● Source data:
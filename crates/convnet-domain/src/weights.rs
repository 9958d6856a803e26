//! Pass 2: experience and edge weights
//!
//! Turns the raw participation counters from pass 1 into per-person experience
//! profiles, then derives node and edge weights from them:
//!
//! ```text
//! conv_weight(p,c) = (supports + 5 * authored) ^ (1/3)
//! total(p)         = Σ_c conv_weight(p,c)
//! avg_year(p)      = Σ_c conv_weight(p,c) * year(c) / total(p)    (default year if total = 0)
//!
//! ratio            = sqrt(total(p)) / sqrt(max(0.001, conv_weight(p,c)))
//! temporal_factor  = 1 + 2 * avg_year(p) / year(c)
//! edge_weight      = ratio * temporal_factor   (× 5 when authored)
//! ```
//!
//! A large total with a small local weight inflates `ratio` on purpose: it marks
//! experience brought in from other conventions.

use crate::assembler::{Assembly, ConventionStat, PersonStats};
use crate::graph::{Node, Relation};
use crate::registry::{ConventionRegistry, DEFAULT_YEAR};
use rayon::prelude::*;
use serde::{Deserialize, Serialize};
use std::collections::{BTreeMap, HashMap};
use tracing::info;

/// Weight of one authored amendment relative to one supported amendment
pub const AUTHORSHIP_FACTOR: f64 = 5.0;

/// Multiplier applied to `authored` edges
pub const AUTHORED_EDGE_MULTIPLIER: f64 = 5.0;

/// Floor for the local weight in the ratio denominator
pub const MIN_CONVENTION_WEIGHT: f64 = 0.001;

/// Scale of the temporal term
pub const TEMPORAL_SCALE: f64 = 2.0;

/// Person node weight per unit of rounded total experience
pub const PERSON_WEIGHT_SCALE: i64 = 10;
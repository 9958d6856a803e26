//! Configuration for network construction
//!
//! Controls which records are considered and how aggressively the finished
//! graph is pruned. The supporter threshold is a fixed constant
//! ([`crate::filter::MIN_SUPPORTERS`]) and is not part of this configuration.

use serde::{Deserialize, Serialize};

/// Configuration for a network build
///
/// # Examples
///
/// ```
/// use convnet_domain::NetworkConfig;
///
/// let config = NetworkConfig::default();
/// assert!(!config.prune_low_degree);
///
/// let config = NetworkConfig::strict();
/// assert!(config.prune_low_degree);
/// ```
#[derive(Debug, Clone, PartialEq, Eq, Serialize, Deserialize)]
pub struct NetworkConfig {
    /// Drop persons with total degree ≤ 1 after isolated-node removal
    /// Default: false
    #[serde(default)]
    pub prune_low_degree: bool,

    /// Convention ids to include; empty means every convention
    /// Default: empty
    #[serde(default)]
    pub conventions: Vec<String>,

    /// Include records scraped as motions, not only amendments
    /// Default: true
    #[serde(default = "default_include_motions")]
    pub include_motions: bool,
}

fn default_include_motions() -> bool {
    true
}

impl Default for NetworkConfig {
    fn default() -> Self {
        Self {
            prune_low_degree: false,
            conventions: Vec::new(),
            include_motions: true,
        }
    }
}

impl NetworkConfig {
    /// Strict configuration: amendments only, low-degree persons pruned
    ///
    /// Suitable for rendering dense conventions where one-off supporters
    /// drown out the structure.
    pub fn strict() -> Self {
        Self {
            prune_low_degree: true,
            conventions: Vec::new(),
            include_motions: false,
        }
    }

    /// Restrict the build to the given conventions
    pub fn with_conventions<I, S>(mut self, conventions: I) -> Self
    where
        I: IntoIterator<Item = S>,
        S: Into<String>,
    {
        self.conventions = conventions.into_iter().map(Into::into).collect();
        self
    }

    /// Validate the configuration
    pub fn validate(&self) -> Result<(), String> {
        if let Some(blank) = self.conventions.iter().find(|c| c.trim().is_empty()) {
            return Err(format!("convention ids must not be blank (got '{}')", blank));
        }
        Ok(())
    }
}
//! Metrics collected during a network build

use crate::filter::FilterVerdict;
use std::time::Duration;

/// Counters describing what a build kept, skipped and pruned
#[derive(Debug, Clone, Default, PartialEq)]
pub struct BuildMetrics {
    /// Records offered to the assembler
    pub records_scanned: usize,

    /// Records that entered the graph
    pub records_accepted: usize,

    /// Records outside the configured convention set
    pub out_of_scope: usize,

    /// Records of an excluded kind
    pub excluded_kind: usize,

    /// Records with fewer than two retained supporters
    pub below_threshold: usize,

    /// Accepted records whose author is an institution
    pub institutional_authors: usize,

    /// Supporter entries skipped as decision-date stamps
    pub decision_stamps: usize,

    /// Supporter entries skipped for a blank or unusable name
    pub blank_supporters: usize,

    /// Relations dropped because the (person, amendment) pair already had an edge
    pub duplicate_pairs: usize,

    /// Nodes removed for having no connections
    pub isolated_pruned: usize,

    /// Persons removed by low-degree pruning
    pub low_degree_pruned: usize,

    /// Amendments left without edges after low-degree pruning
    pub orphaned_pruned: usize,

    /// Edges removed together with a pruned endpoint
    pub edges_pruned: usize,

    /// Wall time of the whole build
    pub elapsed: Duration,
}

impl BuildMetrics {
    /// Create new empty metrics
    pub fn new() -> Self {
        Self::default()
    }

    /// Record the filter's decision for one record
    pub fn record_verdict(&mut self, verdict: FilterVerdict) {
        self.records_scanned += 1;
        match verdict {
            FilterVerdict::Accepted => self.records_accepted += 1,
            FilterVerdict::OutOfScope => self.out_of_scope += 1,
            FilterVerdict::ExcludedKind => self.excluded_kind += 1,
            FilterVerdict::TooFewSupporters { .. } => self.below_threshold += 1,
        }
    }

    /// Records that did not enter the graph
    pub fn total_rejected(&self) -> usize {
        self.out_of_scope + self.excluded_kind + self.below_threshold
    }

    /// Nodes removed across all pruning steps
    pub fn total_pruned(&self) -> usize {
        self.isolated_pruned + self.low_degree_pruned + self.orphaned_pruned
    }

    /// Generate a summary report
    pub fn summary(&self) -> String {
        let mut lines = vec![
            "Build Metrics Summary".to_string(),
            "=====================".to_string(),
            format!("Records scanned: {}", self.records_scanned),
            format!("Records accepted: {}", self.records_accepted),
            format!("Elapsed: {}ms", self.elapsed.as_millis()),
        ];

        if self.total_rejected() > 0 {
            lines.push(String::new());
            lines.push("Rejected records:".to_string());
            lines.push(format!("  Out of scope: {}", self.out_of_scope));
            lines.push(format!("  Excluded kind: {}", self.excluded_kind));
            lines.push(format!("  Below supporter threshold: {}", self.below_threshold));
            lines.push(format!("  Total: {}", self.total_rejected()));
        }

        lines.push(String::new());
        lines.push("Skipped roles:".to_string());
        lines.push(format!("  Institutional authors: {}", self.institutional_authors));
        lines.push(format!("  Decision stamps: {}", self.decision_stamps));
        lines.push(format!("  Blank supporters: {}", self.blank_supporters));
        lines.push(format!("  Duplicate pairs: {}", self.duplicate_pairs));

        if self.total_pruned() > 0 || self.edges_pruned > 0 {
            lines.push(String::new());
            lines.push("Pruned:".to_string());
            lines.push(format!("  Isolated nodes: {}", self.isolated_pruned));
            lines.push(format!("  Low-degree persons: {}", self.low_degree_pruned));
            lines.push(format!("  Orphaned amendments: {}", self.orphaned_pruned));
            lines.push(format!("  Edges: {}", self.edges_pruned));
        }

        lines.join("\n")
    }
}

#[cfg(test)]
mod tests {
    use super::*;

    #[test]
    fn test_metrics_creation() {
        let metrics = BuildMetrics::new();
        assert_eq!(metrics.records_scanned, 0);
        assert_eq!(metrics.total_rejected(), 0);
        assert_eq!(metrics.total_pruned(), 0);
    }

    #[test]
    fn test_record_verdict() {
        let mut metrics = BuildMetrics::new();
        metrics.record_verdict(FilterVerdict::Accepted);
        metrics.record_verdict(FilterVerdict::OutOfScope);
        metrics.record_verdict(FilterVerdict::TooFewSupporters { retained: 1 });
        metrics.record_verdict(FilterVerdict::TooFewSupporters { retained: 0 });
        metrics.record_verdict(FilterVerdict::ExcludedKind);

        assert_eq!(metrics.records_scanned, 5);
        assert_eq!(metrics.records_accepted, 1);
        assert_eq!(metrics.below_threshold, 2);
        assert_eq!(metrics.total_rejected(), 4);
    }

    #[test]
    fn test_summary() {
        let mut metrics = BuildMetrics::new();
        metrics.record_verdict(FilterVerdict::Accepted);
        metrics.record_verdict(FilterVerdict::TooFewSupporters { retained: 1 });
        metrics.decision_stamps = 2;
        metrics.isolated_pruned = 3;

        let summary = metrics.summary();
        assert!(summary.contains("Records scanned: 2"));
        assert!(summary.contains("Below supporter threshold: 1"));
        assert!(summary.contains("Decision stamps: 2"));
        assert!(summary.contains("Isolated nodes: 3"));
    }

    #[test]
    fn test_summary_omits_empty_sections() {
        let summary = BuildMetrics::new().summary();
        assert!(!summary.contains("Rejected records"));
        assert!(!summary.contains("Pruned:"));
    }
}
//! Conventions command implementation.

use crate::config::Config;
use crate::error::Result;
use crate::output::Formatter;

/// Execute the conventions command.
pub fn execute_conventions(config: &Config, formatter: &Formatter) -> Result<()> {
    let registry = config.registry();
    println!("{}", formatter.format_registry(&registry)?);
    Ok(())
}
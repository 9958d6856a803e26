//! Output formatting for the CLI.

use crate::config::OutputFormat;
use crate::error::Result;
use colored::*;
use convnet_domain::{BuildMetrics, BuildOutput, ConventionRegistry};
use convnet_export::ExportFormat;
use std::path::Path;
use tabled::{
    builder::Builder,
    settings::{object::Rows, Alignment, Modify, Style},
};

/// One line of the experience ranking.
#[derive(Debug, Clone, PartialEq)]
pub struct ProfileRow {
    /// Person node id
    pub id: String,
    /// Display name, when the person survived pruning
    pub label: Option<String>,
    /// Number of conventions participated in
    pub conventions: usize,
    /// Total experience
    pub total: f64,
    /// Experience-weighted mean convention year
    pub avg_year: f64,
    /// Node weight, when the person survived pruning
    pub weight: Option<i64>,
}

/// Output formatter.
pub struct Formatter {
    format: OutputFormat,
    color_enabled: bool,
}

impl Formatter {
    /// Create a new formatter.
    pub fn new(format: OutputFormat, color_enabled: bool) -> Self {
        Self {
            format,
            color_enabled,
        }
    }

    /// Format the result of a build command.
    pub fn format_build(&self, output: &BuildOutput, path: &Path, format: ExportFormat) -> Result<String> {
        let graph = &output.graph;
        match self.format {
            OutputFormat::Json => {
                let doc = serde_json::json!({
                    "output": path.display().to_string(),
                    "format": format.to_string(),
                    "nodes": graph.node_count(),
                    "amendments": graph.amendments().count(),
                    "persons": graph.persons().count(),
                    "edges": graph.edge_count(),
                    "metrics": metrics_json(&output.metrics),
                });
                Ok(serde_json::to_string_pretty(&doc)?)
            }
            OutputFormat::Table => {
                let mut lines = vec![self.success(&format!(
                    "Wrote {} ({} nodes, {} edges) to {}",
                    format,
                    graph.node_count(),
                    graph.edge_count(),
                    path.display()
                ))];
                if graph.node_count() == 0 {
                    lines.push(self.warning("The network is empty; no record met the selection criteria"));
                }
                lines.push(String::new());
                lines.push(output.metrics.summary());
                Ok(lines.join("\n"))
            }
            OutputFormat::Quiet => Ok(path.display().to_string()),
        }
    }

    /// Format the experience ranking.
    pub fn format_profiles(&self, rows: &[ProfileRow]) -> Result<String> {
        match self.format {
            OutputFormat::Json => self.format_profiles_json(rows),
            OutputFormat::Table => self.format_profiles_table(rows),
            OutputFormat::Quiet => Ok(rows.iter().map(|r| r.id.as_str()).collect::<Vec<_>>().join("\n")),
        }
    }

    fn format_profiles_json(&self, rows: &[ProfileRow]) -> Result<String> {
        let json_rows: Vec<serde_json::Value> = rows
            .iter()
            .map(|r| {
                serde_json::json!({
                    "id": r.id,
                    "label": r.label,
                    "conventions": r.conventions,
                    "total": r.total,
                    "avg_year": r.avg_year,
                    "weight": r.weight,
                })
            })
            .collect();

        Ok(serde_json::to_string_pretty(&json_rows)?)
    }

    fn format_profiles_table(&self, rows: &[ProfileRow]) -> Result<String> {
        if rows.is_empty() {
            return Ok(self.colorize("No persons found.", "yellow"));
        }

        let mut builder = Builder::default();
        builder.push_record(["#", "Person", "Name", "Conventions", "Experience", "Avg. year", "Weight"]);

        for (rank, row) in rows.iter().enumerate() {
            builder.push_record([
                (rank + 1).to_string(),
                row.id.clone(),
                row.label.clone().unwrap_or_else(|| "(pruned)".to_string()),
                row.conventions.to_string(),
                format!("{:.3}", row.total),
                format!("{:.2}", row.avg_year),
                row.weight.map(|w| w.to_string()).unwrap_or_else(|| "-".to_string()),
            ]);
        }

        let mut table = builder.build();
        table
            .with(Style::rounded())
            .with(Modify::new(Rows::first()).with(Alignment::center()));

        Ok(table.to_string())
    }

    /// Format the convention registry.
    pub fn format_registry(&self, registry: &ConventionRegistry) -> Result<String> {
        match self.format {
            OutputFormat::Json => Ok(serde_json::to_string_pretty(registry)?),
            OutputFormat::Quiet => Ok(registry.iter().map(|(id, _)| id).collect::<Vec<_>>().join("\n")),
            OutputFormat::Table => {
                let mut builder = Builder::default();
                builder.push_record(["Convention", "Year"]);
                for (id, year) in registry.iter() {
                    builder.push_record([id.to_string(), format!("{:.2}", year)]);
                }
                let mut table = builder.build();
                table
                    .with(Style::rounded())
                    .with(Modify::new(Rows::first()).with(Alignment::center()));

                Ok(format!(
                    "{}\n{}",
                    table,
                    self.info(&format!("Unregistered conventions use {:.2}", registry.default_year))
                ))
            }
        }
    }

    /// Format a success message.
    pub fn success(&self, message: &str) -> String {
        self.colorize(&format!("✓ {}", message), "green")
    }

    /// Format an info message.
    pub fn info(&self, message: &str) -> String {
        self.colorize(&format!("ℹ {}", message), "blue")
    }

    /// Format a warning message.
    pub fn warning(&self, message: &str) -> String {
        self.colorize(&format!("⚠ {}", message), "yellow")
    }

    /// Colorize text if color is enabled.
    fn colorize(&self, text: &str, color: &str) -> String {
        if !self.color_enabled {
            return text.to_string();
        }

        match color {
            "green" => text.green().to_string(),
            "blue" => text.blue().to_string(),
            "yellow" => text.yellow().to_string(),
            _ => text.to_string(),
        }
    }
}

fn metrics_json(metrics: &BuildMetrics) -> serde_json::Value {
    serde_json::json!({
        "records_scanned": metrics.records_scanned,
        "records_accepted": metrics.records_accepted,
        "rejected": {
            "out_of_scope": metrics.out_of_scope,
            "excluded_kind": metrics.excluded_kind,
            "below_threshold": metrics.below_threshold,
        },
        "skipped": {
            "institutional_authors": metrics.institutional_authors,
            "decision_stamps": metrics.decision_stamps,
            "blank_supporters": metrics.blank_supporters,
            "duplicate_pairs": metrics.duplicate_pairs,
        },
        "pruned": {
            "isolated": metrics.isolated_pruned,
            "low_degree": metrics.low_degree_pruned,
            "orphaned": metrics.orphaned_pruned,
            "edges": metrics.edges_pruned,
        },
        "elapsed_ms": metrics.elapsed.as_millis() as u64,
    })
}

● WHAT IS EXPECTED:
In the entries above, find the line holding "if graph.node_count() == 0" and the line holding "pub fn format_profiles(&self, rows: &[ProfileRow])"; print both of them and every line between, exactly, and nothing else.

● RESPONSE AREA:
                if graph.node_count() == 0 {
                    lines.push(self.warning("The network is empty; no record met the selection criteria"));
                }
                lines.push(String::new());
                lines.push(output.metrics.summary());
                Ok(lines.join("\n"))
            }
            OutputFormat::Quiet => Ok(path.display().to_string()),
        }
    }

    /// Format the experience ranking.
    pub fn format_profiles(&self, rows: &[ProfileRow]) -> Result<String> {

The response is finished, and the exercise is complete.